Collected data
══════════════════════════════
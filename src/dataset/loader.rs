//! Dataset loaders.
//!
//! Supported formats:
//! * `.json`            – `[["a", "a", "b"], ["b", "b"], ...]`, one inner array per item
//! * `.jsonl`/`.ndjson` – one JSON array per line
//! * `.csv`/`.tsv`      – one record per item, records may differ in length
//!
//! JSON `null` and blank CSV cells mean "no label from this annotator" and
//! are skipped.

use super::error::DatasetError;
use crate::models::{Dataset, Label};
use anyhow::{Context, Result};
use serde::{Deserialize, Serialize};
use serde_json::Value as JsonValue;
use std::fs::File;
use std::io::Read;
use std::path::Path;
use tracing::{debug, info};

/// Input format selection.
#[derive(
    Debug, Clone, Copy, PartialEq, Eq, Default, Serialize, Deserialize, clap::ValueEnum,
)]
#[serde(rename_all = "lowercase")]
pub enum InputFormat {
    /// Pick by file extension
    #[default]
    Auto,
    /// Array of label arrays
    Json,
    /// One label array per line
    Jsonl,
    /// One record per item
    Csv,
}

/// Options controlling how a dataset file is read.
#[derive(Debug, Clone, Default)]
pub struct LoadOptions {
    /// Requested format, `Auto` to detect from the extension.
    pub format: InputFormat,
    /// CSV field delimiter. Defaults to tab for `.tsv`, comma otherwise.
    pub delimiter: Option<u8>,
    /// Whether the first CSV record is a header.
    pub has_headers: bool,
}

impl TryFrom<&crate::config::InputConfig> for LoadOptions {
    type Error = DatasetError;

    fn try_from(config: &crate::config::InputConfig) -> Result<Self, DatasetError> {
        Ok(Self {
            format: config.format,
            delimiter: config.delimiter.map(delimiter_byte).transpose()?,
            has_headers: config.has_headers,
        })
    }
}

/// Convert a delimiter character to the single byte the CSV reader splits on.
pub fn delimiter_byte(c: char) -> Result<u8, DatasetError> {
    match u8::try_from(c) {
        Ok(b) if b.is_ascii() => Ok(b),
        _ => Err(DatasetError::InvalidDelimiter(c)),
    }
}

/// Concrete reader chosen for a file.
#[derive(Debug, Clone, Copy, PartialEq, Eq)]
enum SourceKind {
    Json,
    Jsonl,
    Csv { delimiter: u8 },
}

fn resolve_source(path: &Path, options: &LoadOptions) -> Result<SourceKind, DatasetError> {
    let ext = path
        .extension()
        .and_then(|e| e.to_str())
        .unwrap_or("")
        .to_ascii_lowercase();

    let default_delimiter = if ext == "tsv" { b'\t' } else { b',' };
    let csv = SourceKind::Csv {
        delimiter: options.delimiter.unwrap_or(default_delimiter),
    };

    match options.format {
        InputFormat::Json => Ok(SourceKind::Json),
        InputFormat::Jsonl => Ok(SourceKind::Jsonl),
        InputFormat::Csv => Ok(csv),
        InputFormat::Auto => match ext.as_str() {
            "json" => Ok(SourceKind::Json),
            "jsonl" | "ndjson" => Ok(SourceKind::Jsonl),
            "csv" | "tsv" => Ok(csv),
            "" => Err(DatasetError::UnsupportedFormat(
                "file has no extension; pass --input-format".to_string(),
            )),
            other => Err(DatasetError::UnsupportedFormat(format!(".{other}"))),
        },
    }
}

/// Load a dataset from a file.
pub fn load_file(path: &Path, options: &LoadOptions) -> Result<Dataset> {
    let source = resolve_source(path, options)?;
    debug!("Reading {} as {:?}", path.display(), source);

    let rows = match source {
        SourceKind::Json => {
            let text = std::fs::read_to_string(path)
                .with_context(|| format!("Failed to read {}", path.display()))?;
            rows_from_json(&text)?
        }
        SourceKind::Jsonl => {
            let text = std::fs::read_to_string(path)
                .with_context(|| format!("Failed to read {}", path.display()))?;
            rows_from_jsonl(&text)?
        }
        SourceKind::Csv { delimiter } => {
            let file = File::open(path)
                .with_context(|| format!("Failed to open {}", path.display()))?;
            rows_from_csv(file, delimiter, options.has_headers)?
        }
    };

    info!("Loaded {} rows from {}", rows.len(), path.display());
    Ok(Dataset::new(path.display().to_string(), rows))
}

/// Parse a JSON document holding an array of label arrays.
pub fn rows_from_json(text: &str) -> Result<Vec<Vec<Label>>> {
    let root: JsonValue = serde_json::from_str(text).context("parsing JSON")?;

    let records = root
        .as_array()
        .context("Expected top-level JSON array of rows")?;

    let mut rows = Vec::with_capacity(records.len());
    for (i, record) in records.iter().enumerate() {
        rows.push(json_row(record, i + 1)?);
    }

    Ok(rows)
}

/// Parse JSON Lines: one label array per non-blank line.
///
/// Row numbers in errors are line numbers.
pub fn rows_from_jsonl(text: &str) -> Result<Vec<Vec<Label>>> {
    let mut rows = Vec::new();

    for (i, line) in text.lines().enumerate() {
        let line = line.trim();
        if line.is_empty() {
            continue;
        }
        let value: JsonValue = serde_json::from_str(line)
            .with_context(|| format!("parsing JSON on line {}", i + 1))?;
        rows.push(json_row(&value, i + 1)?);
    }

    Ok(rows)
}

/// Parse CSV records into rows. Blank fields are skipped.
pub fn rows_from_csv<R: Read>(reader: R, delimiter: u8, has_headers: bool) -> Result<Vec<Vec<Label>>> {
    let mut csv_reader = csv::ReaderBuilder::new()
        .delimiter(delimiter)
        .has_headers(has_headers)
        .flexible(true)
        .trim(csv::Trim::All)
        .from_reader(reader);

    let mut rows = Vec::new();
    for (i, record) in csv_reader.records().enumerate() {
        let record = record.with_context(|| format!("reading CSV record {}", i + 1))?;
        rows.push(
            record
                .iter()
                .filter(|field| !field.is_empty())
                .map(field_label)
                .collect(),
        );
    }

    Ok(rows)
}

fn json_row(value: &JsonValue, row: usize) -> Result<Vec<Label>, DatasetError> {
    let items = value.as_array().ok_or_else(|| DatasetError::InvalidRow {
        row,
        reason: format!("expected an array of labels, found {}", json_kind(value)),
    })?;

    let mut labels = Vec::with_capacity(items.len());
    for (j, item) in items.iter().enumerate() {
        let label = json_label(item).map_err(|kind| DatasetError::InvalidLabelType {
            row,
            position: j + 1,
            kind,
        })?;
        if let Some(label) = label {
            labels.push(label);
        }
    }

    Ok(labels)
}

/// Convert one JSON value to a label. `Ok(None)` for a missing label,
/// `Err(kind)` for values that cannot be categories.
fn json_label(value: &JsonValue) -> Result<Option<Label>, &'static str> {
    match value {
        JsonValue::Null => Ok(None),
        JsonValue::Bool(b) => Ok(Some(Label::Bool(*b))),
        JsonValue::String(s) => Ok(Some(Label::Text(s.clone()))),
        JsonValue::Number(n) => Ok(Some(number_label(n))),
        JsonValue::Array(_) => Err("array"),
        JsonValue::Object(_) => Err("object"),
    }
}

fn number_label(n: &serde_json::Number) -> Label {
    if let Some(i) = n.as_i64() {
        return Label::Int(i);
    }
    match n.as_f64() {
        Some(f) => float_label(f).unwrap_or_else(|| Label::Real(n.to_string())),
        None => Label::Real(n.to_string()),
    }
}

/// Integral floats in `i64` range collapse to `Int`; other finite values
/// become `Real`, spelled the way `serde_json` prints them. `None` for NaN
/// or infinity.
fn float_label(f: f64) -> Option<Label> {
    let number = serde_json::Number::from_f64(f)?;
    if f.fract() == 0.0 && f >= i64::MIN as f64 && f < i64::MAX as f64 {
        Some(Label::Int(f as i64))
    } else {
        Some(Label::Real(number.to_string()))
    }
}

fn json_kind(value: &JsonValue) -> &'static str {
    match value {
        JsonValue::Null => "null",
        JsonValue::Bool(_) => "bool",
        JsonValue::Number(_) => "number",
        JsonValue::String(_) => "string",
        JsonValue::Array(_) => "array",
        JsonValue::Object(_) => "object",
    }
}

/// CSV fields follow the JSON number rules. Only plain decimal notation
/// counts as a number, so `nan`, `inf` and `true` stay text.
fn field_label(field: &str) -> Label {
    if let Ok(i) = field.parse::<i64>() {
        return Label::Int(i);
    }
    let numeric = field
        .bytes()
        .all(|b| b.is_ascii_digit() || matches!(b, b'.' | b'-' | b'+' | b'e' | b'E'));
    if numeric && field.bytes().any(|b| b.is_ascii_digit()) {
        if let Some(label) = field.parse::<f64>().ok().and_then(float_label) {
            return label;
        }
    }
    Label::Text(field.to_string())
}

#[cfg(test)]
mod tests {
    use super::*;
    use std::io::Write;
    use tempfile::TempDir;

    fn text(s: &str) -> Label {
        Label::Text(s.to_string())
    }

    fn write_file(dir: &TempDir, name: &str, content: &str) -> std::path::PathBuf {
        let path = dir.path().join(name);
        let mut file = File::create(&path).unwrap();
        file.write_all(content.as_bytes()).unwrap();
        path
    }

    #[test]
    fn test_json_mixed_labels() {
        let rows = rows_from_json(r#"[[0, 0, 1.0], ["a", true, 0.5], [], [null, "b"]]"#).unwrap();

        assert_eq!(rows.len(), 4);
        assert_eq!(rows[0], vec![Label::Int(0), Label::Int(0), Label::Int(1)]);
        assert_eq!(
            rows[1],
            vec![text("a"), Label::Bool(true), Label::Real("0.5".to_string())]
        );
        assert!(rows[2].is_empty());
        assert_eq!(rows[3], vec![text("b")]);
    }

    #[test]
    fn test_json_invalid_label_type() {
        let err = rows_from_json(r#"[["a", "b"], ["a", ["nested"]]]"#).unwrap_err();

        match err.downcast_ref::<DatasetError>() {
            Some(DatasetError::InvalidLabelType {
                row,
                position,
                kind,
            }) => {
                assert_eq!(*row, 2);
                assert_eq!(*position, 2);
                assert_eq!(*kind, "array");
            }
            other => panic!("unexpected error: {:?}", other),
        }
    }

    #[test]
    fn test_json_object_label_rejected() {
        let err = rows_from_json(r#"[[{"label": "a"}]]"#).unwrap_err();
        assert!(err.to_string().contains("object"));
    }

    #[test]
    fn test_json_row_must_be_array() {
        let err = rows_from_json(r#"[["a"], "b"]"#).unwrap_err();
        assert!(matches!(
            err.downcast_ref::<DatasetError>(),
            Some(DatasetError::InvalidRow { row: 2, .. })
        ));
    }

    #[test]
    fn test_json_top_level_must_be_array() {
        assert!(rows_from_json(r#"{"rows": []}"#).is_err());
        assert!(rows_from_json("not json").is_err());
    }

    #[test]
    fn test_jsonl_skips_blank_lines() {
        let rows = rows_from_jsonl("[1, 1]\n\n  [\"x\"]\n").unwrap();
        assert_eq!(rows, vec![vec![Label::Int(1), Label::Int(1)], vec![text("x")]]);
    }

    #[test]
    fn test_jsonl_reports_line_number() {
        let err = rows_from_jsonl("[1]\n\n[{}]\n").unwrap_err();
        assert!(matches!(
            err.downcast_ref::<DatasetError>(),
            Some(DatasetError::InvalidLabelType { row: 3, .. })
        ));
    }

    #[test]
    fn test_csv_variable_length_rows() {
        let data = "pos, pos ,neg\nneg,,\n7,x\n";
        let rows = rows_from_csv(data.as_bytes(), b',', false).unwrap();

        assert_eq!(rows.len(), 3);
        assert_eq!(rows[0], vec![text("pos"), text("pos"), text("neg")]);
        assert_eq!(rows[1], vec![text("neg")]);
        assert_eq!(rows[2], vec![Label::Int(7), text("x")]);
    }

    #[test]
    fn test_csv_with_headers() {
        let data = "a1,a2,a3\nx,x,y\n";
        let rows = rows_from_csv(data.as_bytes(), b',', true).unwrap();
        assert_eq!(rows, vec![vec![text("x"), text("x"), text("y")]]);
    }

    #[test]
    fn test_load_file_by_extension() {
        let dir = TempDir::new().unwrap();

        let json = write_file(&dir, "labels.json", "[[1, 1], [2]]");
        let dataset = load_file(&json, &LoadOptions::default()).unwrap();
        assert_eq!(dataset.rows.len(), 2);
        assert!(dataset.source.ends_with("labels.json"));

        let tsv = write_file(&dir, "labels.tsv", "a\ta\tb\n");
        let dataset = load_file(&tsv, &LoadOptions::default()).unwrap();
        assert_eq!(dataset.rows, vec![vec![text("a"), text("a"), text("b")]]);

        let jsonl = write_file(&dir, "labels.ndjson", "[\"a\"]\n[\"b\", \"b\"]\n");
        let dataset = load_file(&jsonl, &LoadOptions::default()).unwrap();
        assert_eq!(dataset.rows.len(), 2);
    }

    #[test]
    fn test_load_file_format_override() {
        let dir = TempDir::new().unwrap();
        let path = write_file(&dir, "labels.txt", "a;b;b\n");

        assert!(load_file(&path, &LoadOptions::default()).is_err());

        let options = LoadOptions {
            format: InputFormat::Csv,
            delimiter: Some(b';'),
            has_headers: false,
        };
        let dataset = load_file(&path, &options).unwrap();
        assert_eq!(dataset.rows, vec![vec![text("a"), text("b"), text("b")]]);
    }

    #[test]
    fn test_csv_numbers_match_json() {
        let from_csv = rows_from_csv("1.0,1,0.5,2e0,true,nan,1.5.2\n".as_bytes(), b',', false)
            .unwrap();
        let from_json = rows_from_json(r#"[[1.0, 1, 0.5, 2e0]]"#).unwrap();

        assert_eq!(from_csv[0][..4], from_json[0][..]);
        assert_eq!(
            from_csv[0],
            vec![
                Label::Int(1),
                Label::Int(1),
                Label::Real("0.5".to_string()),
                Label::Int(2),
                text("true"),
                text("nan"),
                text("1.5.2"),
            ]
        );
    }

    #[test]
    fn test_config_delimiter_must_be_ascii() {
        let config: crate::config::InputConfig = toml::from_str("delimiter = \"ĺ\"").unwrap();
        let err = LoadOptions::try_from(&config).unwrap_err();
        assert!(matches!(err, DatasetError::InvalidDelimiter('ĺ')));

        let dir = TempDir::new().unwrap();
        let path = write_file(&dir, "labels.csv", "x:y:y\n");
        let dataset = load_file(&path, &LoadOptions::default()).unwrap();
        assert_eq!(dataset.rows, vec![vec![text("x:y:y")]]);

        let config: crate::config::InputConfig = toml::from_str("delimiter = \":\"").unwrap();
        let options = LoadOptions::try_from(&config).unwrap();
        assert_eq!(options.delimiter, Some(b':'));
        assert_eq!(delimiter_byte('\t').unwrap(), b'\t');
    }

    #[test]
    fn test_load_missing_file() {
        let dir = TempDir::new().unwrap();
        let path = dir.path().join("missing.json");
        let err = load_file(&path, &LoadOptions::default()).unwrap_err();
        assert!(err.to_string().contains("Failed to read"));
    }
}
══════════════════════════════
Once the line with "of labels, found" is found in the records above, print exactly that line and every line after it through the line with "if let Some(label) = label".

EXERCISE ANSWER:
        reason: format!("expected an array of labels, found {}", json_kind(value)),
    })?;

    let mut labels = Vec::with_capacity(items.len());
    for (j, item) in items.iter().enumerate() {
        let label = json_label(item).map_err(|kind| DatasetError::InvalidLabelType {
            row,
            position: j + 1,
            kind,
        })?;
        if let Some(label) = label {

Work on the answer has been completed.